Aim of the task: Return precisely the opening lines of the listing below, ending with the line that contains "frames after mount.".

Information shown:
-- Opening Marker --
#[derive(Clone, Copy, Debug)]
pub(crate) struct Fnv1a64(u64);

impl Fnv1a64 {
    pub(crate) const OFFSET_BASIS: u64 = 0xcbf2_9ce4_8422_2325;
    const PRIME: u64 = 0x0000_0100_0000_01B3;

    pub(crate) fn new(seed: u64) -> Self {
        Self(seed)
    }

    pub(crate) fn write_u8(&mut self, v: u8) {
        self.write_bytes(&[v]);
    }

    pub(crate) fn write_u64(&mut self, v: u64) {
        self.write_bytes(&v.to_le_bytes());
    }

    pub(crate) fn write_f64(&mut self, v: f64) {
        self.write_bytes(&v.to_bits().to_le_bytes());
    }

    pub(crate) fn write_bytes(&mut self, bytes: &[u8]) {
        let mut h = self.0;
        for &b in bytes {
            h ^= u64::from(b);
            h = h.wrapping_mul(Self::PRIME);
        }
        self.0 = h;
    }

    pub(crate) fn finish(self) -> u64 {
        self.0
    }
}

/// Formats an integer with comma separators, e.g. `1234567` → `1,234,567`.
pub(crate) fn group_thousands(n: i64) -> String {
    let digits = n.unsigned_abs().to_string();
    let mut out = String::with_capacity(digits.len() + digits.len() / 3 + 1);
    if n < 0 {
        out.push('-');
    }
    let lead = digits.len() % 3;
    for (i, c) in digits.chars().enumerate() {
        if i != 0 && i % 3 == lead {
            out.push(',');
        }
        out.push(c);
    }
    out
}
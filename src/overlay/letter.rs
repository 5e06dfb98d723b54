//! Listener letter panel for the radio layout. The letter types itself out
//! character by character behind a blinking cursor.

use kurbo::Rect;

use crate::animation::interp::interpolate_clamped;
use crate::foundation::core::{Canvas, FrameIndex, Rgba8};
use crate::foundation::error::KawaraResult;
use crate::overlay::approx_text_width;
use crate::overlay::checklist::SIDE_PANEL_Z;
use crate::scene::tree::{SceneNode, TextAlign, TextStyle, Visual};
use crate::show::props::ListenerLetterData;

const GOLD: Rgba8 = Rgba8::rgb(0xff, 0xd7, 0x00);

/// Count of letter characters visible at `elapsed` frames after mount.
/// Typing starts 20 frames in and runs at two frames per character.
pub(crate) fn visible_chars(elapsed: f64, len: usize) -> KawaraResult<usize> {
    let len_f = len as f64;
    let shown = interpolate_clamped(elapsed, &[20.0, 20.0 + len_f * 2.0], &[0.0, len_f])?;
    Ok((shown.floor() as usize).min(len))
}

pub(crate) fn emit_letter(
    nodes: &mut Vec<SceneNode>,
    canvas: Canvas,
    frame: FrameIndex,
    start: FrameIndex,
    data: &ListenerLetterData,
    channel_color: Rgba8,
) -> KawaraResult<()> {
    if frame.0 < start.0 {
        return Ok(());
    }
    let elapsed = (frame.0 - start.0) as f64;
    let fade = interpolate_clamped(elapsed, &[0.0, 25.0], &[0.0, 1.0])?;
    if fade <= 0.0 {
        return Ok(());
    }

    let x1 = canvas.width_f() - 310.0;
    let x0 = x1 - 520.0;
    let cx0 = x0 + 20.0;
    let cx1 = x1 - 20.0;

    let letter: Vec<char> = data.letter_text.chars().collect();
    let shown = visible_chars(elapsed, letter.len())?;
    let complete = shown >= letter.len();
    let mut body: String = std::iter::once('「').chain(letter[..shown].iter().copied()).collect();
    if complete {
        body.push('」');
    } else if (frame.0 as f64 * 0.3).sin() > 0.0 {
        // The gold cursor flattens into the body run.
        body.push('|');
    }

    // Body box height follows what has been typed so far.
    let inner_w = cx1 - cx0 - 16.0;
    let body_lines = (approx_text_width(&body, 22.0) / inner_w).ceil().max(1.0);
    let body_h = (body_lines * 22.0 * 1.6 + 20.0).clamp(120.0, 350.0);

    let header_h = 26.0 * 1.2;
    let sender_h = 20.0 * 1.2;
    let panel = Rect::new(
        x0,
        10.0,
        x1,
        10.0 + 16.0 + header_h + 6.0 + 2.0 + 8.0 + sender_h + 10.0 + body_h + 16.0,
    );
    nodes.push(
        SceneNode::new(
            "letter.panel",
            SIDE_PANEL_Z,
            Visual::Rect {
                rect: panel,
                fill: Rgba8::BLACK.with_alpha(0.88),
                corner_radius: 12.0,
            },
        )
        .with_opacity(fade),
    );
    nodes.push(
        SceneNode::new(
            "letter.accent",
            SIDE_PANEL_Z,
            Visual::Rect {
                rect: Rect::new(panel.x0, panel.y0, panel.x0 + 5.0, panel.y1),
                fill: channel_color,
                corner_radius: 2.5,
            },
        )
        .with_opacity(fade),
    );

    let header_y = panel.y0 + 16.0;
    nodes.push(
        SceneNode::new(
            "letter.header",
            SIDE_PANEL_Z,
            Visual::Text {
                rect: Rect::new(cx0, header_y, cx1, header_y + header_h),
                content: "今日のお便り".to_owned(),
                style: TextStyle {
                    weight: 900,
                    ..TextStyle::centered(26.0, GOLD)
                },
            },
        )
        .with_opacity(fade),
    );
    let rule_y = header_y + header_h + 6.0;
    nodes.push(
        SceneNode::new(
            "letter.header.rule",
            SIDE_PANEL_Z,
            Visual::Rect {
                rect: Rect::new(cx0, rule_y, cx1, rule_y + 2.0),
                fill: Rgba8::WHITE.with_alpha(0.2),
                corner_radius: 0.0,
            },
        )
        .with_opacity(fade),
    );
    let sender_y = rule_y + 2.0 + 8.0;
    nodes.push(
        SceneNode::new(
            "letter.sender",
            SIDE_PANEL_Z,
            Visual::Text {
                rect: Rect::new(cx0, sender_y, cx1, sender_y + sender_h),
                content: format!("{} さんより", data.sender_label),
                style: TextStyle {
                    weight: 500,
                    align: TextAlign::Right,
                    ..TextStyle::new(20.0, Rgba8::WHITE.with_alpha(0.6))
                },
            },
        )
        .with_opacity(fade),
    );

    let body_y = sender_y + sender_h + 10.0;
    let body_box = Rect::new(cx0, body_y, cx1, body_y + body_h);
    nodes.push(
        SceneNode::new(
            "letter.body.box",
            SIDE_PANEL_Z,
            Visual::Rect {
                rect: body_box,
                fill: Rgba8::WHITE.with_alpha(0.06),
                corner_radius: 8.0,
            },
        )
        .with_opacity(fade),
    );
    nodes.push(
        SceneNode::new(
            "letter.body",
            SIDE_PANEL_Z,
            Visual::Text {
                rect: body_box.inset((-8.0, -10.0)),
                content: body,
                style: TextStyle {
                    weight: 500,
                    line_height: Some(1.6),
                    ..TextStyle::new(22.0, Rgba8::WHITE)
                },
            },
        )
        .with_opacity(fade),
    );
    Ok(())
}

#[cfg(test)]
mod tests {
    use super::*;

    fn data() -> ListenerLetterData {
        ListenerLetterData {
            sender_label: "68歳・主婦・東京都".to_owned(),
            letter_text: "年金だけでは暮らせません".to_owned(),
        }
    }

    fn body_at(frame: u64) -> String {
        let mut nodes = Vec::new();
        emit_letter(
            &mut nodes,
            Canvas::full_hd(),
            FrameIndex(frame),
            FrameIndex(216),
            &data(),
            Rgba8::WHITE,
        )
        .unwrap();
        match &nodes.iter().find(|n| n.id == "letter.body").unwrap().visual {
            Visual::Text { content, .. } => content.clone(),
            _ => unreachable!(),
        }
    }

    #[test]
    fn typing_starts_after_twenty_frames() {
        assert_eq!(visible_chars(10.0, 12).unwrap(), 0);
        assert_eq!(visible_chars(20.0, 12).unwrap(), 0);
        // Two frames per character.
        assert_eq!(visible_chars(26.0, 12).unwrap(), 3);
        assert_eq!(visible_chars(32.0, 12).unwrap(), 6);
        assert_eq!(visible_chars(44.0, 12).unwrap(), 12);
        assert_eq!(visible_chars(1000.0, 12).unwrap(), 12);
    }

    #[test]
    fn body_opens_with_a_bracket_and_closes_when_done() {
        let early = body_at(244);
        assert!(early.starts_with('「'));
        assert!(!early.contains('」'));
        let done = body_at(600);
        assert_eq!(done, "「年金だけでは暮らせません」");
    }

    #[test]
    fn cursor_blinks_while_typing() {
        // Mid-typing frames: sin(240 * 0.3) > 0, sin(250 * 0.3) < 0.
        assert!(body_at(240).contains('|'));
        assert!(!body_at(250).contains('|'));
    }
}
-- Closing Marker --
Solved problem:
#[derive(Clone, Copy, Debug)]
pub(crate) struct Fnv1a64(u64);

impl Fnv1a64 {
    pub(crate) const OFFSET_BASIS: u64 = 0xcbf2_9ce4_8422_2325;
    const PRIME: u64 = 0x0000_0100_0000_01B3;

    pub(crate) fn new(seed: u64) -> Self {
        Self(seed)
    }

    pub(crate) fn write_u8(&mut self, v: u8) {
        self.write_bytes(&[v]);
    }

    pub(crate) fn write_u64(&mut self, v: u64) {
        self.write_bytes(&v.to_le_bytes());
    }

    pub(crate) fn write_f64(&mut self, v: f64) {
        self.write_bytes(&v.to_bits().to_le_bytes());
    }

    pub(crate) fn write_bytes(&mut self, bytes: &[u8]) {
        let mut h = self.0;
        for &b in bytes {
            h ^= u64::from(b);
            h = h.wrapping_mul(Self::PRIME);
        }
        self.0 = h;
    }

    pub(crate) fn finish(self) -> u64 {
        self.0
    }
}

/// Formats an integer with comma separators, e.g. `1234567` → `1,234,567`.
pub(crate) fn group_thousands(n: i64) -> String {
    let digits = n.unsigned_abs().to_string();
    let mut out = String::with_capacity(digits.len() + digits.len() / 3 + 1);
    if n < 0 {
        out.push('-');
    }
    let lead = digits.len() % 3;
    for (i, c) in digits.chars().enumerate() {
        if i != 0 && i % 3 == lead {
            out.push(',');
        }
        out.push(c);
    }
    out
}
filename src/overlay/letter.rs
repository 5e06dfb98d723b54
//! Listener letter panel for the radio layout. The letter types itself out
//! character by character behind a blinking cursor.

use kurbo::Rect;

use crate::animation::interp::interpolate_clamped;
use crate::foundation::core::{Canvas, FrameIndex, Rgba8};
use crate::foundation::error::KawaraResult;
use crate::overlay::approx_text_width;
use crate::overlay::checklist::SIDE_PANEL_Z;
use crate::scene::tree::{SceneNode, TextAlign, TextStyle, Visual};
use crate::show::props::ListenerLetterData;

const GOLD: Rgba8 = Rgba8::rgb(0xff, 0xd7, 0x00);

/// Count of letter characters visible at `elapsed` frames after mount.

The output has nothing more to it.